Adopting a newborn“However motherhood comes to you, it’s a miracle.” – Valerie Harper, adoptive parent

There’s a saying that, “Love makes a family.” Money sometimes makes a family on top of all that love. Or at least a deposit of $4,000 begins the process. Technically, it’s labeled a “retainer” and we wrote the check on Saturday morning to a law office in Los Angeles specializing in private adoptions.

We’re buying a baby.

It sounds a bit crass to describe it that way, but that’s what it boils down to. We were told to budget $25,000 to $30,000 to get our baby. There are less expensive paths to adoption as outlined by Adoption.com.

Adopting from the U.S. foster care system is generally the least expensive type of adoption, usually involving little or no cost, and states often provide subsidies to adoptive parents. Stepparent and kinship adoptions are often not very costly. Agency and private adoptions can range from $5,000 to $40,000 or more depending on a variety of factors including services provided, travel expenses, birthmother expenses, requirements in the state, and other factors. International adoptions can range from $7,000 to $30,000.

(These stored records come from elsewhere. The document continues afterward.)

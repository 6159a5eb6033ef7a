pub mod attempt;
pub mod outcome;
pub mod quiz;
pub mod quiz_question;
pub use attempt::{Advance, AttemptSession, AttemptStatus, Transition};
pub use outcome::{AbandonedAttempt, AttemptOutcome, Score};
pub use quiz::{Professor, Quiz};
pub use quiz_question::{Question, QuestionOption};
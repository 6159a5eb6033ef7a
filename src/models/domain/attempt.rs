use std::collections::BTreeMap;
use std::fmt;

use serde::{Deserialize, Serialize};
use validator::Validate;

use crate::errors::{AppError, AppResult};
use crate::models::domain::{Question, Quiz};

/// Lifecycle of one attempt.
///
/// `Active -> Submitting -> Completed` is the normal path and
/// `Active -> Expired` the timeout path. Nothing else is legal.
#[derive(Clone, Copy, Debug, PartialEq, Eq, Serialize, Deserialize)]
#[serde(rename_all = "lowercase")]
pub enum AttemptStatus {
    Active,
    Submitting,
    Completed,
    Expired,
}

impl AttemptStatus {
    pub fn is_terminal(&self) -> bool {
        matches!(self, AttemptStatus::Completed | AttemptStatus::Expired)
    }
}

impl fmt::Display for AttemptStatus {
    fn fmt(&self, f: &mut fmt::Formatter<'_>) -> fmt::Result {
        match self {
            AttemptStatus::Active => write!(f, "active"),
            AttemptStatus::Submitting => write!(f, "submitting"),
            AttemptStatus::Completed => write!(f, "completed"),
            AttemptStatus::Expired => write!(f, "expired"),
        }
    }
}

/// Result of feeding a timer signal into the session.
#[derive(Clone, Copy, Debug, PartialEq, Eq)]
pub enum Transition {
    Unchanged,
    /// This call moved the session to `Expired`; the caller owns the forced submit.
    Expired,
}

/// Result of `advance`.
#[derive(Clone, Debug, PartialEq, Eq)]
pub enum Advance {
    Next(usize),
    /// The session entered `Submitting`; the mapping is the payload to send.
    Submit(BTreeMap<String, String>),
}

#[derive(Clone, Debug)]
pub struct AttemptSession {
    attempt_id: String,
    quiz_id: String,
    questions: Vec<Question>,
    selected_options: BTreeMap<String, String>,
    current_question_index: usize,
    elapsed_seconds: u32,
    time_limit_seconds: u32,
    remaining_seconds: Option<u32>,
    status: AttemptStatus,
}

impl AttemptSession {
    pub fn new(attempt_id: &str, quiz: &Quiz) -> AppResult<Self> {
        if attempt_id.trim().is_empty() {
            return Err(AppError::ValidationError(
                "attempt id must not be empty".to_string(),
            ));
        }
        quiz.validate()?;

        let time_limit_seconds = quiz.time_limit;
        Ok(Self {
            attempt_id: attempt_id.to_string(),
            quiz_id: quiz.id.clone(),
            questions: quiz.questions.clone(),
            selected_options: BTreeMap::new(),
            current_question_index: 0,
            elapsed_seconds: 0,
            time_limit_seconds,
            remaining_seconds: (time_limit_seconds > 0).then_some(time_limit_seconds),
            status: AttemptStatus::Active,
        })
    }

    pub fn attempt_id(&self) -> &str {
        &self.attempt_id
    }

    pub fn quiz_id(&self) -> &str {
        &self.quiz_id
    }

    pub fn questions(&self) -> &[Question] {
        &self.questions
    }

    pub fn status(&self) -> AttemptStatus {
        self.status
    }

    pub fn is_active(&self) -> bool {
        self.status == AttemptStatus::Active
    }

    pub fn selected_options(&self) -> &BTreeMap<String, String> {
        &self.selected_options
    }

    pub fn selection_for(&self, question_id: &str) -> Option<&str> {
        self.selected_options.get(question_id).map(String::as_str)
    }

    pub fn current_question_index(&self) -> usize {
        self.current_question_index
    }

    pub fn current_question(&self) -> &Question {
        &self.questions[self.current_question_index]
    }

    pub fn is_last_question(&self) -> bool {
        self.current_question_index + 1 == self.questions.len()
    }

    pub fn elapsed_seconds(&self) -> u32 {
        self.elapsed_seconds
    }

    pub fn time_limit_seconds(&self) -> u32 {
        self.time_limit_seconds
    }

    /// `None` when the quiz has no time limit.
    pub fn remaining_seconds(&self) -> Option<u32> {
        self.remaining_seconds
    }

    fn ensure_active(&self, operation: &str) -> AppResult<()> {
        if self.status != AttemptStatus::Active {
            return Err(AppError::InvalidState(format!(
                "cannot {} attempt {} while {}",
                operation, self.attempt_id, self.status
            )));
        }
        Ok(())
    }

    pub fn select_option(&mut self, question_id: &str, option_id: &str) -> AppResult<()> {
        self.ensure_active("select an option for")?;

        let question = self
            .questions
            .iter()
            .find(|q| q.id == question_id)
            .ok_or_else(|| AppError::NotFound(format!("Question '{}'", question_id)))?;

        if !question.has_option(option_id) {
            return Err(AppError::NotFound(format!(
                "Option '{}' on question '{}'",
                option_id, question_id
            )));
        }

        self.selected_options
            .insert(question_id.to_string(), option_id.to_string());
        Ok(())
    }

    pub fn advance(&mut self) -> AppResult<Advance> {
        self.ensure_active("advance")?;

        let question_id = &self.questions[self.current_question_index].id;
        if !self.selected_options.contains_key(question_id) {
            return Err(AppError::MissingSelection(question_id.clone()));
        }

        if self.is_last_question() {
            self.status = AttemptStatus::Submitting;
            return Ok(Advance::Submit(self.selected_options.clone()));
        }

        self.current_question_index += 1;
        Ok(Advance::Next(self.current_question_index))
    }

    pub fn tick(&mut self) -> AppResult<Transition> {
        self.ensure_active("tick")?;

        self.elapsed_seconds += 1;
        if self.time_limit_seconds == 0 {
            return Ok(Transition::Unchanged);
        }

        let remaining = self.time_limit_seconds.saturating_sub(self.elapsed_seconds);
        self.remaining_seconds = Some(remaining);
        if remaining == 0 {
            return Ok(self.expire());
        }
        Ok(Transition::Unchanged)
    }

    pub fn reconcile_server_expiry(&mut self, expired: bool) -> AppResult<Transition> {
        self.ensure_active("reconcile server time for")?;

        if !expired {
            return Ok(Transition::Unchanged);
        }
        Ok(self.expire())
    }

    fn expire(&mut self) -> Transition {
        self.status = AttemptStatus::Expired;
        if self.time_limit_seconds > 0 {
            self.remaining_seconds = Some(0);
        }
        Transition::Expired
    }

    /// Records the server's acceptance of a normal submit.
    pub fn mark_completed(&mut self) -> AppResult<()> {
        if self.status != AttemptStatus::Submitting {
            return Err(AppError::InvalidState(format!(
                "cannot complete attempt {} while {}",
                self.attempt_id, self.status
            )));
        }
        self.status = AttemptStatus::Completed;
        Ok(())
    }
}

But we’ve quickly learned that money is another way of ensuring our preferences. “Preferences” is the politically correct way of saying we want a white baby. Before everyone pounces, I wrote about this once before when we were first considering sperm donors. I used a review of a story line from The L Word way back in Season 2.

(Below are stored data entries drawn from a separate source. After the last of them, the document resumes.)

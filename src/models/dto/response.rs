use serde::Deserialize;

use crate::models::domain::Quiz;

#[derive(Debug, Clone, Deserialize)]
#[serde(rename_all = "camelCase")]
pub struct StartAttemptResponse {
    pub attempt_id: String,
    /// Some servers echo the quiz content back; absent means "use your copy".
    #[serde(default)]
    pub quiz: Option<Quiz>,
}

#[derive(Debug, Clone, Copy, PartialEq, Eq, Deserialize)]
#[serde(rename_all = "camelCase")]
pub struct CheckTimeResponse {
    pub time_exceeded: bool,
}

#[derive(Debug, Clone, Copy, PartialEq, Eq, Deserialize)]
pub struct SubmitResponse {
    #[serde(rename = "correctAnswers", alias = "correctCount")]
    pub correct_count: u32,
}

#[derive(Debug, Clone, Copy, Default, PartialEq, Eq, Deserialize)]
pub struct AutoSubmitResponse {
    #[serde(default)]
    pub score: u32,
}

#[derive(Debug, Clone, Default, Deserialize)]
pub struct ApiErrorBody {
    #[serde(default)]
    pub error: Option<String>,
}
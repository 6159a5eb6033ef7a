pub mod http_helpers;
pub mod quiz_api;

pub use quiz_api::{HttpQuizApi, QuizApi};

#[cfg(test)]
pub use quiz_api::MockQuizApi;
use std::fmt;

use crate::models::domain::{AttemptOutcome, Question};

#[derive(Clone, Copy, Debug, PartialEq, Eq)]
pub enum Grade {
    A,
    B,
    C,
    D,
    F,
}

impl Grade {
    pub fn from_percentage(percentage: u32) -> Self {
        match percentage {
            90.. => Grade::A,
            80..=89 => Grade::B,
            70..=79 => Grade::C,
            60..=69 => Grade::D,
            _ => Grade::F,
        }
    }
}

impl fmt::Display for Grade {
    fn fmt(&self, f: &mut fmt::Formatter<'_>) -> fmt::Result {
        let letter = match self {
            Grade::A => "A",
            Grade::B => "B",
            Grade::C => "C",
            Grade::D => "D",
            Grade::F => "F",
        };
        write!(f, "{}", letter)
    }
}

#[derive(Clone, Copy, Debug, PartialEq, Eq)]
pub enum ResultMessage {
    TimeExpired,
    Perfect,
    GoodJob,
    KeepLearning,
}

impl fmt::Display for ResultMessage {
    fn fmt(&self, f: &mut fmt::Formatter<'_>) -> fmt::Result {
        match self {
            ResultMessage::TimeExpired => write!(f, "Time's up!"),
            ResultMessage::Perfect => write!(f, "Perfect!"),
            ResultMessage::GoodJob => write!(f, "Good job!"),
            ResultMessage::KeepLearning => write!(f, "Keep learning!"),
        }
    }
}

/// Colour band for the countdown badge.
#[derive(Clone, Copy, Debug, PartialEq, Eq)]
pub enum TimerUrgency {
    Normal,
    Warning,
    Danger,
}

impl TimerUrgency {
    pub fn from_remaining(remaining_seconds: u32) -> Self {
        match remaining_seconds {
            0..=59 => TimerUrgency::Danger,
            60..=179 => TimerUrgency::Warning,
            _ => TimerUrgency::Normal,
        }
    }
}

/// `m:ss`, negative values clamp to zero.
pub fn format_time(seconds: i64) -> String {
    let seconds = seconds.max(0);
    format!("{}:{:02}", seconds / 60, seconds % 60)
}

#[derive(Clone, Debug, PartialEq, Eq)]
pub struct AnswerReview {
    pub question_id: String,
    pub question_text: String,
    pub selected_option_id: Option<String>,
    pub correct_option_id: Option<String>,
}

#[derive(Clone, Debug, PartialEq, Eq)]
pub struct ResultSummary {
    pub attempt_id: String,
    pub score: u32,
    pub total_questions: usize,
    pub percentage: u32,
    pub grade: Grade,
    pub message: ResultMessage,
    pub time_expired: bool,
    pub time_spent_seconds: u32,
    pub time_limit_seconds: u32,
}

impl ResultSummary {
    pub fn from_outcome(outcome: &AttemptOutcome) -> Self {
        let score = outcome.score.value();
        let total = outcome.total_questions;
        let percentage = if total == 0 {
            0
        } else {
            ((score as usize * 100) / total) as u32
        };

        let message = if outcome.timed_out() {
            ResultMessage::TimeExpired
        } else if score as usize == total {
            ResultMessage::Perfect
        } else if score as usize * 2 >= total {
            ResultMessage::GoodJob
        } else {
            ResultMessage::KeepLearning
        };

        ResultSummary {
            attempt_id: outcome.attempt_id.clone(),
            score,
            total_questions: total,
            percentage,
            grade: Grade::from_percentage(percentage),
            message,
            time_expired: outcome.timed_out(),
            time_spent_seconds: outcome.elapsed_seconds,
            time_limit_seconds: outcome.time_limit_seconds,
        }
    }

    pub fn score_line(&self) -> String {
        format!("{}/{}", self.score, self.total_questions)
    }

    pub fn time_line(&self) -> String {
        if self.time_expired {
            format!(
                "Time limit of {} exceeded",
                format_time(self.time_limit_seconds as i64)
            )
        } else {
            format!("Total time: {}", format_time(self.time_spent_seconds as i64))
        }
    }
}

/// Per-question review, only for attempts the user actually finished.
///
/// `questions` must be the attempt's own content (`AttemptSession::questions`),
/// which may differ from the catalog copy. Correct answers appear only when
/// the server disclosed them.
pub fn review_answers(outcome: &AttemptOutcome, questions: &[Question]) -> Vec<AnswerReview> {
    if outcome.timed_out() {
        return Vec::new();
    }

    questions
        .iter()
        .map(|q| AnswerReview {
            question_id: q.id.clone(),
            question_text: q.text.clone(),
            selected_option_id: outcome.selected_options.get(&q.id).cloned(),
            correct_option_id: q.correct_option().map(|o| o.id.clone()),
        })
        .collect()
}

Central to the show is Bette Porter (Jennifer Beals) and Tina Kennard (Laurel Hollomon), a lesbian couple who, after seven years of dating, want to have a child by artificially inseminating Tina. The character of Bette Porter is biracial, of black and white descent. Bette and Tina struggle to find a suitable sperm donor until one day, Bette announces that she’s found the perfect man. Tina is shocked when the donor turns out to be black, and she realizes that she hadn’t fully processed the possibility of having a part-black child. Bette is surprised and hurt that Tina would be so uncomfortable with having a biracial baby, but Tina finally comes around and she is successfully inseminated.

What was left out of the review was Tina defending why she thought they should have a Caucasian baby. In the heat of their debate, Tina said (this is the paraphrased version because I couldn’t find the quote online), “Isn’t it hard enough for a child to grow up with two mommies… why would we want to burden it with being biracial too?”

It’s strange, but the more we talk with our friends and family about adopting, race is always brought up in the conversation. Why is that?

In December, we attended a seminar for an agency adoption. The social worker was wonderful and we learned more about the process, but we decided that our chances for a match would increase if we retain the law office with 12 couples on its wait list versus the 150 represented by the agency.

Of course, there’s a premium for increasing these odds and it equates to $10,000 more than the agency price. After spending $55,000 on fertility treatments this still seems like a bargain and low risk, since we’re practically guaranteed to get a baby. Or so they say.

There still are financial risks. I’ll refer back to Adoption.com and its blurb on Domestic Independent Adoptions:

Adoptive families who pursue independent adoptions report spending $8,000 to $30,000 and more depending on several factors. Independent adoptions are now allowed in most states, but advertising in newspapers, magazines, etc. seeking birth parents is not allowed in all states. Costs for advertising for birth parents can be in the $5,000 range.

Adoptive parents may find that they pay birth parent expenses for birth parents who then change their mind and that money is not reimbursed. Some couples have had more than one arrangement with a birth parent fall through. Some states require that adoptive parents pay for separate legal representation for birth parents, in addition to their own legal representation. If the child has medical difficulties, birth expenses can be much higher.

Next step: We need to complete our homestudy with the State and this will cost another $2,500.

In parallel, we write our parent profile. This is a marketing vehicle and the primary way a birthmother will decide to select us. The adoption director at the law office encouraged us to emphasize that Jeanine is an attorney. He indicated that birthmothers gravitate to professionals because of the “stability” perception. He also suggested a beach photo since we live in Newport. Midwestern birthmothers love the thought of their kid growing up near the beach and seemingly the good life. That allusion to money is a weird thing… whatever it takes.

Jeanine and I will create our profile in the next two weeks. Then we wait for Juno.